Differential equations (1 Viewer)

[hscishard]

How do you solve them?

E.g something like y''+2y'+y=0

 

[Trebla]

How do you solve them?

E.g something like y''+2'+y=0

What do you mean by 2'?

It depends on the nature of the differential equation (e.g. whether it is linear, separable etc). Solving second order differential equations are currently not in the course.

 

[darkchild69]

Isn't the general solution for second order differential equation:

y = Ae^2x + Be^x

but don't you require boundary conditions to solve specific equations?

what is 2'?

 

[hscishard]

Whoops 2y' sorry

 

[hscishard]

What do you mean by 2'?

It depends on the nature of the differential equation (e.g. whether it is linear, separable etc). Solving second order differential equations are currently not in the course.

I swear I saw that somewhere in the Cambridge book.

 

[DNETTZ]

Dont worry it is in the Cambridge book, in Ch. 13 somewhere.

y''+2y'+y=0

You have to use the other compoments of the question to solve this, btw. Exp. function is good for that.

 

[Entrant]

you get y, y', and y" and substitute them into the equation. And BTW its in the Trig Part of CAMB 3U YR11.
e.g.
y=x^3
therefore.
y' = 3x^2
and y" = 6x
therefore substituting into your equation
6x-6x^2+x^3 = blah blah.
I know its not equal to 0 but its an example on how to substitute it back in.

 

[hscishard]

So I guess you can't solve it whenever you're not given anything? Like no y or y',y'',etc.

 

[Entrant]

yeah.
they have you give you a y.

 

[tommykins]

So I guess you can't solve it whenever you're not given anything?
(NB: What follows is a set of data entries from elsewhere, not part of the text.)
use serde::{Deserialize, Serialize};
use uuid::Uuid;

/// A tracked user. Registration and the OAuth token exchange happen
/// upstream; the core only needs the GitHub identity and home timezone.
#[derive(Clone, Debug, Serialize, Deserialize)]
pub struct UserRecord {
    pub id: Uuid,
    pub github_username: String,
    /// IANA zone used for streak evaluation and the weekend gate.
    pub timezone: String,
}

/// Per-user notification switches.
#[derive(Clone, Debug, Serialize, Deserialize)]
pub struct NotificationPrefs {
    pub email_enabled: bool,
    pub push_enabled: bool,
    /// Suppress reminders on Saturday and Sunday (user-local).
    pub weekends_off: bool,
    /// Send the reminder even when today's commit is already in.
    pub notify_when_committed: bool,
    pub email_address: Option<String>,
}

impl Default for NotificationPrefs {
    fn default() -> Self {
        Self {
            email_enabled: true,
            push_enabled: false,
            weekends_off: false,
            notify_when_committed: false,
            email_address: None,
        }
    }
}

/// Browser push subscription as registered by the frontend. The key
/// material is opaque to the core and forwarded as-is to the push service.
#[derive(Clone, Debug, Serialize, Deserialize)]
pub struct PushSubscription {
    pub endpoint: String,
    pub p256dh: String,
    pub auth: String,
}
Like no y or y',y'',etc.

You normally guess y = e^(ax) for some a and solve for a.

 

[DNETTZ]

You normally guess y = e^(ax) for some a and solve for a.

What?
Then you'd get something strange with 2 variables in a and x, and that cant be solved with a single eqn as I recall?

a^2*e^ax+2(ae^ax)+e^ax=0?
Unsolvable without 'a' value? so you cant really solve for y?
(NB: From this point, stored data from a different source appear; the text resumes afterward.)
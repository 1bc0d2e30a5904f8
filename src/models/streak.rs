use chrono::NaiveDate;
use serde::{Deserialize, Serialize};

/// Persisted streak counters for a user.
///
/// `longest_streak` only ever grows; `current_streak` is recomputed from the
/// contribution calendar on every status check.
#[derive(Clone, Debug, Default, PartialEq, Eq, Serialize, Deserialize)]
pub struct StreakState {
    pub current_streak: i32,
    pub longest_streak: i32,
    pub last_commit_date: Option<NaiveDate>,
}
You need a f(x) to solve any diff eqn, and it doesnt necessarily have to be exponential f(x)

 

[tommykins]

What?
Then you'd get something strange with 2 variables in a and x, and that cant be solved with a single eqn as I recall?

a^2*e^ax+2(ae^ax)+e^ax=0?
Unsolvable without 'a' value? so you cant really solve for y?
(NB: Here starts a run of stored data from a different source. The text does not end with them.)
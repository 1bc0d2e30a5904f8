use std::collections::HashMap;

use anyhow::{anyhow, Result};
use async_trait::async_trait;
use chrono::NaiveDate;
use serde::{Deserialize, Serialize};
use serde_json::json;

use crate::models::contribution::ContributionDay;
use crate::models::repo::RepoCandidate;
use crate::utils::http_client::create_http_client;
use crate::utils::validators::validate_username;

/// GitHub endpoints the habit tracker depends on.
#[async_trait]
pub trait GithubApi: Send + Sync {
    /// Repositories the token can reach, with recency and issue load.
    async fn list_repos(&self, token: &str) -> Result<Vec<RepoCandidate>>;

    /// Full contribution calendar for a user (typically ~365 days).
    async fn contribution_calendar(
        &self,
        username: &str,
        token: &str,
    ) -> Result<Vec<ContributionDay>>;

    /// Degraded per-day approximation built from the events feed, used when
    /// the calendar query fails.
    async fn events_fallback(&self, username: &str, token: &str)
        -> Result<Vec<ContributionDay>>;
}

pub struct GitHubClient {
    api_base_url: String,
}

impl GitHubClient {
    pub fn new(api_base_url: String) -> Self {
        Self { api_base_url }
    }
}

#[async_trait]
impl GithubApi for GitHubClient {
    async fn list_repos(&self, token: &str) -> Result<Vec<RepoCandidate>> {
        let client = create_http_client();
        let mut candidates = Vec::new();
        let mut page = 1;

        // Paged fetch; a short page means we are done. Five pages covers 500
        // repositories, far beyond what the scorer meaningfully ranks.
        while page <= 5 {
            let page_str = page.to_string();
            let response = client
                .get(format!("{}/user/repos", self.api_base_url))
                .header("Authorization", format!("Bearer {}", token))
                .query(&[
                    ("per_page", "100"),
                    ("page", page_str.as_str()),
                    ("affiliation", "owner,collaborator"),
                    ("sort", "pushed"),
                ])
                .send()
                .await?;

            if !response.status().is_success() {
                let status = response.status();
                return Err(anyhow!("Failed to fetch repositories: status {}", status));
            }

            let repos: Vec<GitHubRepo> = response.json().await?;
            let fetched = repos.len();

            for repo in repos {
                // Repositories that were never pushed to carry no recency
                // signal and cannot be suggested.
                let Some(pushed_at_str) = repo.pushed_at else {
                    continue;
                };
                let pushed_at = chrono::DateTime::parse_from_rfc3339(&pushed_at_str)
                    .map_err(|e| anyhow!("Failed to parse pushed_at: {}", e))?
                    .with_timezone(&chrono::Utc);

                candidates.push(RepoCandidate {
                    full_name: repo.full_name,
                    pushed_at,
                    open_issues_count: repo.open_issues_count,
                });
            }

            if fetched < 100 {
                break;
            }
            page += 1;
        }

        log::info!("Fetched {} repository candidates from GitHub", candidates.len());

        Ok(candidates)
    }

    async fn contribution_calendar(
        &self,
        username: &str,
        token: &str,
    ) -> Result<Vec<ContributionDay>> {
        validate_username(username)?;

        let client = create_http_client();

        let query = r#"
            query($username: String!) {
                user(login: $username) {
                    contributionsCollection {
                        contributionCalendar {
                            weeks {
                                contributionDays {
                                    date
                                    contributionCount
                                }
                            }
                        }
                    }
                }
            }
        "#;

        let response = client
            .post(format!("{}/graphql", self.api_base_url))
            .header("Authorization", format!("Bearer {}", token))
            .json(&json!({
                "query": query,
                "variables": json!({ "username": username }),
            }))
            .send()
            .await?;

        if !response.status().is_success() {
            let status = response.status();
            let error_text = response.text().await?;
            return Err(anyhow!(
                "GitHub GraphQL request failed with status {}: {}",
                status,
                error_text
            ));
        }

        let response_data: serde_json::Value = response.json().await?;

        if let Some(errors) = response_data.get("errors") {
            return Err(anyhow!("GitHub GraphQL errors: {:?}", errors));
        }

        let days = parse_contribution_calendar(&response_data)?;

        log::info!(
            "Fetched contribution calendar for {}: {} days",
            username,
            days.len()
        );

        Ok(days)
    }

    async fn events_fallback(
        &self,
        username: &str,
        token: &str,
    ) -> Result<Vec<ContributionDay>> {
        validate_username(username)?;

        let client = create_http_client();
        let mut all_events = Vec::new();
        let mut page = 1;

        // The events API serves at most 300 events (3 pages of 100).
        while page <= 3 {
            let page_str = page.to_string();
            let response = client
                .get(format!("{}/users/{}/events", self.api_base_url, username))
                .header("Authorization", format!("Bearer {}", token))
                .query(&[("per_page", "100"), ("page", page_str.as_str())])
                .send()
                .await?;

            if !response.status().is_success() {
                let status = response.status();
                return Err(anyhow!("Failed to fetch GitHub events: status {}", status));
            }

            let events: Vec<GitHubEvent> = response.json().await?;

            if events.is_empty() {
                break;
            }

            all_events.extend(events);
            page += 1;
        }

        let days = group_push_events(&all_events)?;

        log::info!(
            "Built events fallback for {}: {} events -> {} days",
            username,
            all_events.len(),
            days.len()
        );

        Ok(days)
    }
}

/// Extract per-day counts from a contributionCalendar GraphQL response.
fn parse_contribution_calendar(response: &serde_json::Value) -> Result<Vec<ContributionDay>> {
    let weeks = response
        .get("data")
        .and_then(|d| d.get("user"))
        .and_then(|u| u.get("contributionsCollection"))
        .and_then(|c| c.get("contributionCalendar"))
        .and_then(|c| c.get("weeks"))
        .and_then(|w| w.as_array())
        .ok_or_else(|| anyhow!("Invalid contribution calendar response structure"))?;

    let mut days = Vec::new();

    for week in weeks {
        let Some(week_days) = week.get("contributionDays").and_then(|d| d.as_array()) else {
            continue;
        };
        for day in week_days {
            let date_str = day
                .get("date")
                .and_then(|v| v.as_str())
                .ok_or_else(|| anyhow!("Missing date in contribution day"))?;
            let date = NaiveDate::parse_from_str(date_str, "%Y-%m-%d")
                .map_err(|e| anyhow!("Failed to parse date: {}", e))?;
            let count = day
                .get("contributionCount")
                .and_then(|v| v.as_i64())
                .unwrap_or(0) as i32;

            days.push(ContributionDay { date, count });
        }
    }

    days.sort_by_key(|d| d.date);
    Ok(days)
}

/// Collapse PushEvents into per-day commit counts.
///
/// The events payload carries a `size` field with the number of commits in
/// the push; a missing payload still counts as one. This undercounts next to
/// the calendar (events expire after 90 days) but is good enough to answer
/// "did anything happen today".
fn group_push_events(events: &[GitHubEvent]) -> Result<Vec<ContributionDay>> {
    let mut per_day: HashMap<NaiveDate, i32> = HashMap::new();

    for event in events {
        if event.event_type != "PushEvent" {
            continue;
        }

        let created_at = chrono::DateTime::parse_from_rfc3339(&event.created_at)
            .map_err(|e| anyhow!("Failed to parse event date: {}", e))?;
        let date = created_at.naive_utc().date();

        let commits = event
            .payload
            .as_ref()
            .and_then(|p| p.get("size"))
            .and_then(|v| v.as_i64())
            .unwrap_or(1) as i32;

        *per_day.entry(date).or_insert(0) += commits.max(1);
    }

    let mut days: Vec<ContributionDay> = per_day
        .into_iter()
        .map(|(date, count)| ContributionDay { date, count })
        .collect();
    days.sort_by_key(|d| d.date);

    Ok(days)
}

// GitHub API response types

#[derive(Debug, Deserialize)]
struct GitHubRepo {
    full_name: String,
    pushed_at: Option<String>,
    #[serde(default)]
    open_issues_count: i32,
}

#[derive(Debug, Clone, Serialize, Deserialize)]
struct GitHubEvent {
    #[serde(rename = "type")]
    event_type: String,
    created_at: String,
    payload: Option<serde_json::Value>,
}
You need a f(x) to solve any diff eqn, and it doesnt necessarily have to be exponential f(x)

Lol?

e^ax(a^2+2a+1) = 0

e^ax =/= 0 so thus a^2+2a+1 = 0.

And lol, of course you need a simple guess, you solve the homogenous equation and if the RHS of the ODE is a function g(x) then you guess the most general solution to g(x).

If you haven't done ODE's before then I'd advise you to be quiet.

 

[Trebla]

What?
Then you'd get something strange with 2 variables in a and x, and that cant be solved with a single eqn as I recall?

a^2*e^ax+2(ae^ax)+e^ax=0?
Unsolvable without 'a' value? so you cant really solve for y?

You need a f(x) to solve any diff eqn, and it doesnt necessarily have to be exponential f(x)

e^ax cancels off as it is non-zero which leaves an equation in terms of a only. You then have what's called the characteristic polynomial to solve and the solutions you get for a (say a₁ and a₂ assuming they are distinct) allow the general solution to be y = Ae^a₁x + Be^a₂x where A and B are arbitary constants. The reason the general solution takes that form is because of something known as the law of superposition which holds for linear differential equations.

 

[DNETTZ]

Lol?

e^ax(a^2+2a+1) = 0

e^ax =/= 0 so thus a^2+2a+1 = 0.

ah, i didnt think of that. Nice. I'm useless without a piece of paper
:uhhuh::uhhuh::uhhuh::uhhuh:

 

[tommykins]

ah, i didnt think of that. Nice. I'm useless without a piece of paper
:uhhuh::uhhuh::uhhuh::uhhuh:

Trebla can correct me, but as far as linear second order ODE's of the form ay'' + by' + cy = d for some a,b,c,d - you always 'guess' y = e^zx for some z.

 

[DNETTZ]

I'm going to go and do some implicit differentiation now, because I just realised that I have forgotten it (OH THE HORRRRRORS IN STORE FOR ME!)

 

[ferdin]

aux eqn is m^2+2m+1 =0
( m+1)^2=0
m=-1,-1
roots are equal
solution is:
y= (A+BX)e^(-x)